Lovely writeup! I'll bookmark this for my own research.

My terminal's "clickity clackity" features [0] are local to the machine so I lose graphical-ness as soon as we remote in somewhere.

That's starting to change a bit with offline replay [1] where the native GUI and TUI work in tandem to unlock some rewind. But there's quite a road ahead and I love seeing others experiment properly. (Terminals are massively underserved.)

[0] https://terminal.click

[1] https://terminal.click/posts/2026/06/tui-stability/#:~:text=...

mattbaconz 7 hours ago

Terminal people forget how hostile SSH is to anyone who didn't learn it in college.

If this lowers the floor for small teams managing a VPS without hiring a platform person, that's a win. I'm just curious how it handles keys and jump hosts.

achille 16 hours ago

This is amazing! Most definitely headed in the right direction. The separation layer between front and back must be cut at the smallest possible 'slice'.

Lots of people here snarking would understand if they 'felt' the latency and additional overhead. Not enough thought has been put in carfully slicing the data for individual use cases.

I'd go even further, in his demo of 'generating load by moving the config often' -- I think that 'top' app should have 'jit-ed' more of the rendering on the client such that the only information traversing pi<>client is compresed delta's of the ps hose.

Lerc 5 hours ago

I think this is broadly similar to a thing I built as a Proof of Concept a while ( eek youtube video is 11 years old, time does fly) ago. It had a server that only listened on localhost and required a reverse proxy to make it available via https. Numerous one line commands could do that job.

https://www.youtube.com/watch?v=7namj7iy16Y&t=60s

Going to a native, but still browser-ish, client might simplify it somewhat as a ssh rather than https program, electron didn't exist when I started on this thing though.

If you go to the simple tick demo around 7 minutes in https://youtu.be/7namj7iy16Y?t=433 It shows a minimal node app running and connecting to the socket indicated by process.env.WEBSESSION to open a window on the client and sends it the webpage to handle it's own output.

I have been recently revisiting some of the ideas here using web technologies that have been created since (using promises, web-components for the window). At the moment I'm doing the whole thing client side, which actually makes it a completely different beast. I think both browser hosted backend, or real machine hosted backend have merit, but somewhat incompatible. I'm still pondering how to reconcile this.

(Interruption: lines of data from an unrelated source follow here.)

// Copyright 2026 the Overstory Authors
// SPDX-License-Identifier: Apache-2.0 OR MIT

//! Keyboard events and the keyboard-specialized event manager.
//!
//! [`KeyboardEventManager`] layers key and modifier matching over the
//! generic [`EventManager`]. Bindings are registered with
//! [`KeyboardEventManager::on`] / [`KeyboardEventManager::on_with`] (which
//! default to requesting `prevent_default` and `stop_propagation`, the right
//! default for keys a widget consumes) or with the fully explicit
//! [`KeyboardEventManager::bind`].
//!
//! ## Minimal example
//!
//! ```
//! use overstory_events::{Key, KeyboardEvent, KeyboardEventManager, Modifiers};
//!
//! let mut manager: KeyboardEventManager<Vec<&'static str>> = KeyboardEventManager::new();
//! manager
//!     .on(Key::ArrowDown, |log, _| log.push("down"))
//!     .on_with(Modifiers::SHIFT, Key::ArrowDown, |log, _| log.push("extend"));
//!
//! let mut log = Vec::new();
//! manager.handle(&mut log, &KeyboardEvent::new(Key::ArrowDown));
//! manager.handle(
//!     &mut log,
//!     &KeyboardEvent::new(Key::ArrowDown).with_modifiers(Modifiers::SHIFT),
//! );
//! assert_eq!(log, vec!["down", "extend"]);
//! ```

use crate::manager::{EventEntry, EventManager, Handled};
use crate::modifiers::{ModifierMatch, Modifiers};

/// A key as reported by the host's keyboard event.
///
/// Printable input arrives as [`Key::Char`]; everything else the list
/// patterns consume has a named variant. `Char` comparisons in bindings are
/// ASCII case-insensitive, so a binding on `'a'` also fires for `Shift+a`
/// (which hosts report as `'A'`) when the binding's modifier matcher allows
/// Shift.
#[derive(Copy, Clone, Debug, PartialEq, Eq, Hash)]
pub enum Key {
    /// A printable character, including space.
    Char(char),
    /// The up arrow.
    ArrowUp,
    /// The down arrow.
    ArrowDown,
    /// The left arrow.
    ArrowLeft,
    /// The right arrow.
    ArrowRight,
    /// The Home key.
    Home,
    /// The End key.
    End,
    /// The Enter key.
    Enter,
    /// The Escape key.
    Escape,
    /// The Tab key.
    Tab,
    /// The bare Shift key press itself (not a modified character).
    Shift,
}

/// How a binding matches an event's [`Key`].
#[derive(Copy, Clone, Debug)]
pub enum KeyMatch {
    /// A specific key; `Char` compares ASCII case-insensitively.
    Key(Key),
    /// Any single printable character (any [`Key::Char`], including space).
    AnyChar,
    /// An arbitrary predicate over the key.
    Where(fn(Key) -> bool),
}

impl KeyMatch {
    /// Returns `true` if `key` satisfies this matcher.
    #[must_use]
    pub fn matches(&self, key: Key) -> bool {
        match *self {
            Self::Key(Key::Char(expected)) => match key {
                Key::Char(actual) => expected.eq_ignore_ascii_case(&actual),
                _ => false,
            },
            Self::Key(expected) => expected == key,
            Self::AnyChar => matches!(key, Key::Char(_)),
            Self::Where(predicate) => predicate(key),
        }
    }
}

impl From<Key> for KeyMatch {
    fn from(key: Key) -> Self {
        Self::Key(key)
    }
}

impl From<char> for KeyMatch {
    fn from(c: char) -> Self {
        Self::Key(Key::Char(c))
    }
}

/// A keyboard event: the pressed key plus the held modifiers.
#[derive(Copy, Clone, Debug, PartialEq, Eq)]
pub struct KeyboardEvent {
    /// The pressed key.
    pub key: Key,
    /// Modifiers held while the key was pressed.
    pub modifiers: Modifiers,
}

impl KeyboardEvent {
    /// Create an event with no modifiers.
    #[must_use]
    pub const fn new(key: Key) -> Self {
        Self {
            key,
            modifiers: Modifiers::empty(),
        }
    }

    /// Replace the modifier set.
    #[must_use]
    pub const fn with_modifiers(mut self, modifiers: Modifiers) -> Self {
        self.modifiers = modifiers;
        self
    }
}

/// A fully explicit keyboard binding.
///
/// [`KeyboardEventManager::on`] and [`KeyboardEventManager::on_with`] cover
/// the common cases; use this when an entry needs non-default
/// `prevent_default` / `stop_propagation` flags.
#[derive(Clone, Debug)]
pub struct KeyBinding {
    /// Modifier matcher; defaults to "no modifiers".
    pub modifiers: ModifierMatch,
    /// Key matcher.
    pub key: KeyMatch,
    /// Whether the entry requests `prevent_default` when it fires.
    pub prevent_default: bool,
    /// Whether the entry requests `stop_propagation` when it fires.
    pub stop_propagation: bool,
}

impl KeyBinding {
    /// A binding on `key` with no modifiers and the keyboard defaults
    /// (`prevent_default` and `stop_propagation` both on).
    pub fn new(key: impl Into<KeyMatch>) -> Self {
        Self {
            modifiers: ModifierMatch::default(),
            key: key.into(),
            prevent_default: true,
            stop_propagation: true,
        }
    }

    /// Replace the modifier matcher.
    #[must_use]
    pub fn with_modifiers(mut self, modifiers: impl Into<ModifierMatch>) -> Self {
        self.modifiers = modifiers.into();
        self
    }

    /// Set the `prevent_default` flag.
    #[must_use]
    pub fn with_prevent_default(mut self, prevent_default: bool) -> Self {
        self.prevent_default = prevent_default;
        self
    }

    /// Set the `stop_propagation` flag.
    #[must_use]
    pub fn with_stop_propagation(mut self, stop_propagation: bool) -> Self {
        self.stop_propagation = stop_propagation;
        self
    }

    fn matches(&self, event: &KeyboardEvent) -> bool {
        self.modifiers.matches(event.modifiers) && self.key.matches(event.key)
    }
}

/// An [`EventManager`] specialized for [`KeyboardEvent`]s.
///
/// All of [`KeyboardEventManager::on`], [`KeyboardEventManager::on_with`],
/// and [`KeyboardEventManager::bind`] return `&mut Self` so registrations
/// chain.
pub struct KeyboardEventManager<Cx> {
    inner: EventManager<KeyboardEvent, Cx>,
}

impl<Cx> KeyboardEventManager<Cx> {
    /// Create an empty manager.
    #[must_use]
    pub fn new() -> Self {
        Self {
            inner: EventManager::new(),
        }
    }

    /// Register a handler for `key` with no modifiers held.
    pub fn on(
        &mut self,
        key: impl Into<KeyMatch>,
        handler: impl FnMut(&mut Cx, &KeyboardEvent) + 'static,
    ) -> &mut Self {
        self.bind(KeyBinding::new(key), handler)
    }

    /// Register a handler for `key` with the given modifier matcher.
    pub fn on_with(
        &mut self,
        modifiers: impl Into<ModifierMatch>,
        key: impl Into<KeyMatch>,
        handler: impl FnMut(&mut Cx, &KeyboardEvent) + 'static,
    ) -> &mut Self {
        self.bind(KeyBinding::new(key).with_modifiers(modifiers), handler)
    }

    /// Register a handler for a fully explicit binding.
    pub fn bind(
        &mut self,
        binding: KeyBinding,
        handler: impl FnMut(&mut Cx, &KeyboardEvent) + 'static,
    ) -> &mut Self {
        let prevent_default = binding.prevent_default;
        let stop_propagation = binding.stop_propagation;
        self.inner.add(
            EventEntry::new(move |event: &KeyboardEvent| binding.matches(event), handler)
                .with_prevent_default(prevent_default)
                .with_stop_propagation(stop_propagation),
        );
        self
    }

    /// Dispatch one event to every matching binding, in registration order.
    pub fn handle(&mut self, cx: &mut Cx, event: &KeyboardEvent) -> Option<Handled> {
        self.inner.handle(cx, event)
    }

    /// Number of registered bindings.
    #[must_use]
    pub fn len(&self) -> usize {
        self.inner.len()
    }

    /// Returns `true` if no bindings are registered.
    #[must_use]
    pub fn is_empty(&self) -> bool {
        self.inner.is_empty()
    }
}

impl<Cx> Default for KeyboardEventManager<Cx> {
    fn default() -> Self {
        Self::new()
    }
}

impl<Cx> core::fmt::Debug for KeyboardEventManager<Cx> {
    fn fmt(&self, f: &mut core::fmt::Formatter<'_>) -> core::fmt::Result {
        f.debug_struct("KeyboardEventManager")
            .field("bindings", &self.inner.len())
            .finish_non_exhaustive()
    }
}
// Copyright 2026 the Overstory Authors
// SPDX-License-Identifier: Apache-2.0 OR MIT

//! Overstory Listbox: a headless listbox interaction pattern.
//!
//! [`ListboxPattern`] composes the `overstory_list` behaviors — navigation,
//! selection, typeahead, focus bookkeeping — with `overstory_events`
//! keyboard/pointer routing into one object a host widget can drive:
//!
//! - feed input into [`ListboxPattern::on_keydown`] and
//!   [`ListboxPattern::on_pointerdown`];
//! - project the computed surface ([`ListboxPattern::tabindex`],
//!   [`ListboxPattern::active_descendant`], [`ListboxPattern::focus_target`],
//!   [`ListboxPattern::option`]) onto widgets and their accessibility
//!   attributes.
//!
//! The key and pointer wiring is assembled from the pattern's flags the way
//! listbox widgets conventionally behave:
//!
//! - arrows (orientation- and direction-aware), Home/End, and printable
//!   typeahead always navigate;
//! - read-only lists stop there;
//! - with selection-follows-focus, navigation also selects, and Ctrl/Meta
//!   decouples movement from selection;
//! - with explicit selection, Space/Enter toggle;
//! - multi-select adds Shift-anchored range selection (arrows, Home/End,
//!   Space/Enter, shift-click) and Ctrl/Meta+A select-all toggling.
//!
//! Everything is synchronous and host-timed; the pattern owns no timers, no
//! DOM handles, and no rendering. See the crate-level docs of the two
//! underlying crates for the individual behaviors.
//!
//! This crate is `no_std` and uses `alloc`.

#![no_std]

extern crate alloc;

mod option;
mod pattern;

pub use option::OptionState;
pub use pattern::{ListboxOptions, ListboxPattern, Orientation, TextDirection};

The entirely browser side means you can host a command line environment on neocities https://lerc.neocities.org/ (has a bug where you need to reload the page once to get it working, but then it's good) It is also very much just proof-of-concept.

If you try the client thing out on neocities. Some command suggestions that reveal some of the subtleties.

    foo
    bar
    ls -al /bin
    view /res/image/slice8.webp
    cat terminal.html |hd
calmbonsai 23 hours ago

Do not do this. There are many, many excellent long-standing security and "web control plane isolation" reasons browsers are not permitted generic socket permissions.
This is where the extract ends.